Her face suddenly went wistful.
"Yes," she agreed absent-mindedly.
Stamford thought he had never before heard so much in a single innocent word.
CHAPTER III
CORPORAL FAIRCLOTH ARRIVES
As the loading fell to a routine it quickened its pace. Every seven or eight minutes the two loaded cars were replaced by empty ones whose floors had already been strewn with sand. When the outer yards emptied their live freight into the loading pens, the cowboys whose duty it was galloped off into the low hills for more. Sometimes Dakota Fraley rode with them, but for the most part he busied himself hastening the loading operations.

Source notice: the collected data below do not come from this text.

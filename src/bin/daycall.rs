use anyhow::Result;
use daycall::cli::{self, Args, Command};
use daycall::config::Config;
use daycall::context::{AppContext, StandardContext};
use daycall::model::Alarm;
use daycall::platform::Platform;
use daycall::platform::desktop::{
    ConsoleAudio, ConsoleScreen, DesktopNotifier, DesktopPermissions, NoopPower, SystemClock,
    TokioTaskQueue, TokioTimerService,
};
use daycall::receiver::PlatformEvent;
use daycall::resolver;
use daycall::scheduler::ScheduleOutcome;
use daycall::store::AlarmStore;
use daycall::system::{self, EVENT_QUEUE_SIZE, Engine, EngineMessage};
use simplelog::{
    ColorChoice, CombinedLogger, SharedLogger, TermLogger, TerminalMode, WriteLogger,
};
use std::env;
use std::fs::OpenOptions;
use std::sync::Arc;
use tokio::sync::mpsc;

fn init_logging(ctx: &dyn AppContext, config: &Config, verbose: bool, daemon: bool) {
    let level = if verbose {
        log::LevelFilter::Debug
    } else {
        config.log_level_filter()
    };
    let log_config = simplelog::Config::default();
    let mut loggers: Vec<Box<dyn SharedLogger>> = vec![TermLogger::new(
        level,
        log_config.clone(),
        TerminalMode::Stderr,
        ColorChoice::Auto,
    )];

    if daemon
        && let Some(path) = ctx.get_log_path()
    {
        match OpenOptions::new().create(true).append(true).open(&path) {
            Ok(file) => loggers.push(WriteLogger::new(level, log_config, file)),
            Err(e) => eprintln!("Could not open log file {}: {}", path.display(), e),
        }
    }

    // Only fails if a logger is already installed.
    let _ = CombinedLogger::init(loggers);
}

fn report(alarm: &Alarm, outcome: &ScheduleOutcome) {
    match outcome {
        ScheduleOutcome::Scheduled(triggers) => {
            println!("{}  ({} timer(s) armed)", alarm, triggers.len())
        }
        ScheduleOutcome::Disabled => println!("{}  (disabled)", alarm),
        ScheduleOutcome::PermissionDenied => {
            println!("{}  (NOT scheduled: exact alarms not permitted)", alarm)
        }
        ScheduleOutcome::Failed { armed, errors } => println!(
            "{}  ({} armed, {} failed: {})",
            alarm,
            armed.len(),
            errors.len(),
            errors
                .iter()
                .map(|e| e.to_string())
                .collect::<Vec<_>>()
                .join("; ")
        ),
    }
}

#[tokio::main]
async fn main() -> Result<()> {
    let raw: Vec<String> = env::args().collect();
    let binary = raw.first().cloned().unwrap_or_else(|| "daycall".to_string());
    let Args {
        root,
        verbose,
        command,
    } = cli::parse_args(&raw)?;

    if command == Command::Help {
        cli::print_help(&binary);
        return Ok(());
    }

    let ctx: Arc<dyn AppContext> = Arc::new(StandardContext::new(root));
    let config = Config::load_or_default(ctx.as_ref())?;
    init_logging(ctx.as_ref(), &config, verbose, command == Command::Run);

    let (event_tx, event_rx) = mpsc::channel(EVENT_QUEUE_SIZE);
    let clock = Arc::new(SystemClock);
    let tasks = Arc::new(TokioTaskQueue::new(event_tx.clone()));
    let platform = Platform {
        clock: clock.clone(),
        timers: Arc::new(TokioTimerService::new(event_tx.clone(), clock.clone())),
        tasks: tasks.clone(),
        notifier: Arc::new(DesktopNotifier::new(config.desktop_notifications)),
        audio: Arc::new(ConsoleAudio::default()),
        power: Arc::new(NoopPower::default()),
        screen: Arc::new(ConsoleScreen),
        permissions: Arc::new(DesktopPermissions),
    };
    let store = Arc::new(AlarmStore::open(ctx.as_ref())?);
    let engine = Engine::new(ctx.clone(), &config, store.clone(), platform);
    let service = engine.service.clone();

    match command {
        Command::Help => {}
        Command::List => {
            let alarms = store.alarms();
            if alarms.is_empty() {
                println!("No alarms. Add one with: {} add 07:00", binary);
            }
            for alarm in alarms {
                println!("{}", alarm);
            }
        }
        Command::Add(new) => {
            let mut alarm = Alarm::new(new.hour, new.minute).with_repeat(new.days);
            alarm.label = new.label;
            alarm.sound = new.sound.unwrap_or_else(|| config.default_sound.clone());
            alarm.challenge = new.challenge.unwrap_or(config.default_challenge);
            let (stored, outcome) = service.create_alarm(alarm)?;
            report(&stored, &outcome);
        }
        Command::Remove(id) => match service.delete_alarm(id)? {
            Some(alarm) => println!("Removed {}", alarm),
            None => println!("No alarm with id {}", id),
        },
        Command::Enable(id) => {
            let (stored, outcome) = service.set_enabled(id, true)?;
            report(&stored, &outcome);
        }
        Command::Disable(id) => {
            let (stored, outcome) = service.set_enabled(id, false)?;
            report(&stored, &outcome);
        }
        Command::Next => {
            let alarms = store.alarms();
            let now = chrono::Local::now().naive_local();
            match resolver::next_alarm(&alarms, now) {
                Some((alarm, at)) => {
                    let mins = (at - now).num_minutes();
                    println!(
                        "{} rings {} (in {}h {:02}m)",
                        alarm.display_label(),
                        at.format("%a %Y-%m-%d %H:%M"),
                        mins / 60,
                        mins % 60
                    );
                }
                None => println!("No enabled alarms."),
            }
        }
        Command::Status => {
            let status = engine.reliability.evaluate();
            println!("Reliability score: {:.0}%", status.score() * 100.0);
            println!(
                "Fully reliable:    {}",
                if status.is_fully_reliable() { "yes" } else { "no" }
            );
            for problem in status.problems() {
                println!("  - {}", problem);
            }
            if status.last_checked_ms > 0
                && let Some(at) = chrono::DateTime::from_timestamp_millis(status.last_checked_ms)
            {
                println!(
                    "Last check:        {}",
                    at.with_timezone(&chrono::Local).format("%Y-%m-%d %H:%M")
                );
            }
        }
        Command::Backup(on) => {
            if on {
                let queued = service.enable_backup_system()?;
                println!("Backup triggers enabled ({} queued for this session).", queued);
            } else {
                service.disable_backup_system()?;
                println!("Backup triggers disabled.");
            }
        }
        Command::Cleanup => {
            let report = engine.cleanup.perform_full_cleanup();
            println!(
                "Swept {} disabled alarm(s), re-armed {} enabled alarm(s).",
                report.swept, report.rescheduled
            );
        }
        Command::Debug => print!("{}", engine.cleanup.debug_info()),
        Command::Run => {
            let (ui_tx, mut ui_rx) = mpsc::channel(EVENT_QUEUE_SIZE);
            let handle = system::spawn_engine(
                engine.receiver.clone(),
                tasks,
                config.clone(),
                event_rx,
                Some(ui_tx),
            );

            // Nothing survives a restart on desktop: treat start-up like a boot.
            event_tx.send(PlatformEvent::BootCompleted).await?;
            engine.schedule_reliability_check(&config);
            let _watcher = system::spawn_store_watcher(
                store.clone(),
                event_tx.clone(),
                system::STORE_POLL_INTERVAL,
            );
            log::info!("DayCall daemon running with {} alarm(s)", store.len());

            loop {
                tokio::select! {
                    msg = ui_rx.recv() => match msg {
                        Some(EngineMessage::Ringing(report)) => {
                            if report.failures() > 0 {
                                log::warn!("Alarm {} rang with {} failed step(s)", report.alarm_id, report.failures());
                            }
                        }
                        Some(EngineMessage::Rescheduled(n)) => log::info!("{} alarm(s) armed", n),
                        None => break,
                    },
                    _ = tokio::signal::ctrl_c() => {
                        if let Some(id) = engine.session.current() {
                            event_tx.send(PlatformEvent::Dismiss(id)).await?;
                            println!("Alarm {} dismissed. Press Ctrl-C again to quit.", id);
                            continue;
                        }
                        event_tx.send(PlatformEvent::Shutdown).await?;
                        break;
                    }
                }
            }
            handle.await?;
        }
    }

    Ok(())
}
//! Command-line parsing and help text for the `daycall` binary.
use crate::model::{AlarmId, ChallengeType, RepeatDays, parse_clock};
use anyhow::{Result, anyhow, bail};
use std::path::PathBuf;
use std::str::FromStr;

#[derive(Debug, Clone, PartialEq, Eq)]
pub struct NewAlarm {
    pub hour: u32,
    pub minute: u32,
    pub days: RepeatDays,
    pub label: Option<String>,
    pub sound: Option<String>,
    pub challenge: Option<ChallengeType>,
}

#[derive(Debug, Clone, PartialEq, Eq)]
pub enum Command {
    List,
    Add(NewAlarm),
    Remove(AlarmId),
    Enable(AlarmId),
    Disable(AlarmId),
    Next,
    Status,
    Backup(bool),
    Cleanup,
    Debug,
    Run,
    Help,
}

#[derive(Debug, Clone, PartialEq, Eq)]
pub struct Args {
    pub root: Option<PathBuf>,
    pub verbose: bool,
    pub command: Command,
}

fn parse_id(arg: Option<&String>, cmd: &str) -> Result<AlarmId> {
    let raw = arg.ok_or_else(|| anyhow!("'{}' needs an alarm id", cmd))?;
    raw.parse()
        .map_err(|_| anyhow!("'{}' is not a valid alarm id", raw))
}

fn flag_value<'a>(rest: &'a [String], i: usize, flag: &str) -> Result<&'a String> {
    rest.get(i + 1)
        .ok_or_else(|| anyhow!("{} needs a value", flag))
}

fn parse_add(rest: &[String]) -> Result<NewAlarm> {
    let time = rest
        .first()
        .ok_or_else(|| anyhow!("'add' needs a time (HH:MM)"))?;
    let (hour, minute) = parse_clock(time)?;
    let mut alarm = NewAlarm {
        hour,
        minute,
        days: RepeatDays::NONE,
        label: None,
        sound: None,
        challenge: None,
    };

    let mut i = 1;
    while i < rest.len() {
        let flag = rest[i].as_str();
        match flag {
            "--days" | "-d" => alarm.days = RepeatDays::parse(flag_value(rest, i, flag)?)?,
            "--label" | "-l" => alarm.label = Some(flag_value(rest, i, flag)?.clone()),
            "--sound" | "-s" => alarm.sound = Some(flag_value(rest, i, flag)?.clone()),
            "--challenge" | "-c" => {
                let raw = flag_value(rest, i, flag)?;
                let challenge = ChallengeType::from_str(raw)
                    .map_err(|_| anyhow!("Unknown challenge '{}'", raw))?;
                alarm.challenge = Some(challenge);
            }
            other => bail!("Unknown option '{}' for 'add'", other),
        }
        i += 2;
    }
    Ok(alarm)
}

/// Parses `args` as produced by `std::env::args()` (program name first).
pub fn parse_args(args: &[String]) -> Result<Args> {
    let mut root = None;
    let mut verbose = false;
    let mut rest: Vec<String> = Vec::new();

    let mut iter = args.iter().skip(1);
    while let Some(arg) = iter.next() {
        match arg.as_str() {
            "--root" | "-r" if rest.is_empty() => {
                let path = iter
                    .next()
                    .ok_or_else(|| anyhow!("--root needs a path"))?;
                root = Some(PathBuf::from(path));
            }
            "--verbose" | "-v" if rest.is_empty() => verbose = true,
            _ => rest.push(arg.clone()),
        }
    }

    let command = match rest.first().map(String::as_str) {
        None | Some("list") | Some("ls") => Command::List,
        Some("--help") | Some("-h") | Some("help") => Command::Help,
        Some("add") => Command::Add(parse_add(&rest[1..])?),
        Some(cmd @ ("remove" | "rm")) => Command::Remove(parse_id(rest.get(1), cmd)?),
        Some("enable") => Command::Enable(parse_id(rest.get(1), "enable")?),
        Some("disable") => Command::Disable(parse_id(rest.get(1), "disable")?),
        Some("next") => Command::Next,
        Some("status") => Command::Status,
        Some("backup") => match rest.get(1).map(String::as_str) {
            Some("on") => Command::Backup(true),
            Some("off") => Command::Backup(false),
            _ => bail!("Usage: backup on|off"),
        },
        Some("cleanup") => Command::Cleanup,
        Some("debug") => Command::Debug,
        Some("run") => Command::Run,
        Some(other) => bail!("Unknown command '{}'. Try --help.", other),
    };

    Ok(Args {
        root,
        verbose,
        command,
    })
}

pub fn print_help(binary_name: &str) {
    println!(
        "DayCall v{} - A reliable alarm clock engine",
        env!("CARGO_PKG_VERSION")
    );
    println!();
    println!("USAGE:");
    println!("    {} [--root <path>] [-v] <command>", binary_name);
    println!();
    println!("OPTIONS:");
    println!("    -r, --root <path>     Use a different directory for config and data.");
    println!("    -v, --verbose         Log debug output to stderr.");
    println!("    -h, --help            Show this help message.");
    println!();
    println!("COMMANDS:");
    println!("    list                          List stored alarms (default)");
    println!("    add <HH:MM> [options]         Create an alarm");
    println!("        --days <days>             mon,wed,fri | weekdays | weekends | daily");
    println!("        --label <text>            Label shown while ringing");
    println!("        --sound <name>            Alarm sound");
    println!("        --challenge <type>        MATH, MEMORY, TYPING, SHAKE or NONE");
    println!("    remove <id>                   Delete an alarm");
    println!("    enable <id> / disable <id>    Toggle an alarm");
    println!("    next                          Show the next alarm to ring");
    println!("    status                        Show the alarm reliability report");
    println!("    backup on|off                 Toggle backup triggers");
    println!("    cleanup                       Cancel stray timers and re-arm alarms");
    println!("    debug                         Dump pending tasks and stored alarms");
    println!("    run                           Run the alarm daemon (Ctrl-C to stop)");
    println!();
    println!("EXAMPLES:");
    println!("    {} add 06:45 --days weekdays --label \"Work\"", binary_name);
    println!("    {} add 9:30 --days sat,sun --challenge none", binary_name);
    println!("    {} disable 2", binary_name);
}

Brand-Inspector West, small, wiry-haired, nervous, with worry in his eyes and a semi-apologetic manner he tried in vain to conceal, had much to struggle against in the performance of his duty. Wherever he got he was in the way, principally Dakota's. From the edge of the gangways near the car doors Dakota brushed him unceremoniously; on the stockade fence near the gangways he was a nuisance to the prodders. Here and there he darted, peering through the bars, reaching over the railing of the gangways, snatching hasty glances at the jumbled herds in the outer pens, as inefficient as he was conscientious.
Cockney Aikens lounged on the roof of the loading cars, where he overlooked everything, moving lazily from car to car as they filled and were shunted back. He saw the bewildered efforts of the brand-inspector, and his eyes followed Dakota from place to place, altering their focus sometimes to the pens and gangways below him. As the largest shipper, his foreman, Dakota Fraley, had charge of the operations, and all but a couple of the cowboys about the yards were from the H-Lazy Z outfit.
Mrs. Aikens and Stamford crossed the tracks and stationed themselves near the gangways.